Start of Raw data
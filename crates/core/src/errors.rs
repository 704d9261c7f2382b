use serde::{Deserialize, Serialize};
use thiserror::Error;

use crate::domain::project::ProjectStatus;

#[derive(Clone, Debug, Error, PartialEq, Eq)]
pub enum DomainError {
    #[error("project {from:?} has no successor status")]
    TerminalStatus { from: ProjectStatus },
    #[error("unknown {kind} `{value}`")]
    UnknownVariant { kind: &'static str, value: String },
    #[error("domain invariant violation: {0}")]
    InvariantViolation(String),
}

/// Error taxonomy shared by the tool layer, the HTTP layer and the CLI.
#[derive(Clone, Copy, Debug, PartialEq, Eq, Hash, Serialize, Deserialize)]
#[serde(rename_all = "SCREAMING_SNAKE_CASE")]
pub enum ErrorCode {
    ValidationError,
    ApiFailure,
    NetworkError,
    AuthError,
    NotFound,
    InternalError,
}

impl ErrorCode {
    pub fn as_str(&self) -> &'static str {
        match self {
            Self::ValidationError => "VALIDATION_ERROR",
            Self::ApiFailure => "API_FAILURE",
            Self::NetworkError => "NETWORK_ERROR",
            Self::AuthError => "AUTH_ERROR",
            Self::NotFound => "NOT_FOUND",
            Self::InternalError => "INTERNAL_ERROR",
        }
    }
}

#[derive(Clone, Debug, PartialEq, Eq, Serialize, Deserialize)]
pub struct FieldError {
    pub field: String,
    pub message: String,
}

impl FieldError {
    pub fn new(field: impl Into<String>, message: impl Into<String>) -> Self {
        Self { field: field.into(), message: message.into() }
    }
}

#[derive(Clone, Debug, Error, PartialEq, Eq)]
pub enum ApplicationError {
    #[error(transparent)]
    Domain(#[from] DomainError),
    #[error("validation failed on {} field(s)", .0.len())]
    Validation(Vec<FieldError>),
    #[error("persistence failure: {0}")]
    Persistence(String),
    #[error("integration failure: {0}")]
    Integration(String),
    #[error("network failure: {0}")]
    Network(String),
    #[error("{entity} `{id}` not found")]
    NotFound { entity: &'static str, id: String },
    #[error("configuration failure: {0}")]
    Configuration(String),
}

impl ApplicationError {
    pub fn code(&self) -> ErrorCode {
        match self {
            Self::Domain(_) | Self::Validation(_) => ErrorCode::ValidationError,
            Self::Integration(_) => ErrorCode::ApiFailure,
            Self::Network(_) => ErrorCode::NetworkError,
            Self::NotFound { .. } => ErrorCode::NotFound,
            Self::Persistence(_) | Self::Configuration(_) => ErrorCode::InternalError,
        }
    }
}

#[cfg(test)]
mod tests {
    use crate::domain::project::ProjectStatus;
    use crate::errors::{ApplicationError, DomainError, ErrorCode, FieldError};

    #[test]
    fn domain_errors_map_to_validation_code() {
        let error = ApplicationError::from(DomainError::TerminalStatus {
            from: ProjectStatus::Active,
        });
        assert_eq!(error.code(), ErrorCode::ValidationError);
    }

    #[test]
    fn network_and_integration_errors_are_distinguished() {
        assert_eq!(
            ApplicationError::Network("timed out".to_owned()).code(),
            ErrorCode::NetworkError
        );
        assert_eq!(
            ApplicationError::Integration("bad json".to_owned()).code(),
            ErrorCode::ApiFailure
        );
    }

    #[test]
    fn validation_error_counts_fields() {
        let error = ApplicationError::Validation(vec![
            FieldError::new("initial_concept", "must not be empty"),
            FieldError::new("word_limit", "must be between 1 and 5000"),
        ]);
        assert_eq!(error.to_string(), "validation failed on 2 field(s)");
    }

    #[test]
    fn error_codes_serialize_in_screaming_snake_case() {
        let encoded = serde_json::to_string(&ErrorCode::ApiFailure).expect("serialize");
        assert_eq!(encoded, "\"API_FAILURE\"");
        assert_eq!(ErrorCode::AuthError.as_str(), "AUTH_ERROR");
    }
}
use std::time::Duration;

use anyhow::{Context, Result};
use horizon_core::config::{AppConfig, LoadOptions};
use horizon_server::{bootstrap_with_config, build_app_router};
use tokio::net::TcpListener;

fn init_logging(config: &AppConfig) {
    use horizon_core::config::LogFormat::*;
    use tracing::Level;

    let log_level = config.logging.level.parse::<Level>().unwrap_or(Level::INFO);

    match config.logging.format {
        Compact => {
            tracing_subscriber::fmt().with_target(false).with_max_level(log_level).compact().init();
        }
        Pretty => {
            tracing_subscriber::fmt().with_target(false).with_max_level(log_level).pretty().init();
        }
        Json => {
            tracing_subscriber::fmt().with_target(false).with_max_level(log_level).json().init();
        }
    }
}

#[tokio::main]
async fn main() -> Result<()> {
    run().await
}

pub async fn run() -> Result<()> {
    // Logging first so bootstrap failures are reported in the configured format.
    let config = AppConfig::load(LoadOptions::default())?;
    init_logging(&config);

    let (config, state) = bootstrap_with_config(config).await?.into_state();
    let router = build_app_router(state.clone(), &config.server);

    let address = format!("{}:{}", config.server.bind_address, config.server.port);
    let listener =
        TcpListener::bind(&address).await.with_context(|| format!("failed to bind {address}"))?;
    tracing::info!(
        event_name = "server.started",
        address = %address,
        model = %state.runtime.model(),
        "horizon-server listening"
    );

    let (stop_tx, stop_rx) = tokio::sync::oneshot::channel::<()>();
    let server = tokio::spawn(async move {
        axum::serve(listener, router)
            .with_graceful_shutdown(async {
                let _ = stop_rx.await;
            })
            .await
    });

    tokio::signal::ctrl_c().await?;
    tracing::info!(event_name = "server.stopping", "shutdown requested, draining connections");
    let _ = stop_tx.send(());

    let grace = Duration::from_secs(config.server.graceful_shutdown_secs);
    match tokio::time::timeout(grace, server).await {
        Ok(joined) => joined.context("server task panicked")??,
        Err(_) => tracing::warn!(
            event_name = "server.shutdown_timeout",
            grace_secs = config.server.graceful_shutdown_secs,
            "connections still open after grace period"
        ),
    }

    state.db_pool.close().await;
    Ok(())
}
End of Raw data
_Instructions for the task_
Please repeat, exactly and only, the lines from the one containing "still open after" through the last line of the records, both included.

_Completed task_
            "connections still open after grace period"
        ),
    }

    state.db_pool.close().await;
    Ok(())
}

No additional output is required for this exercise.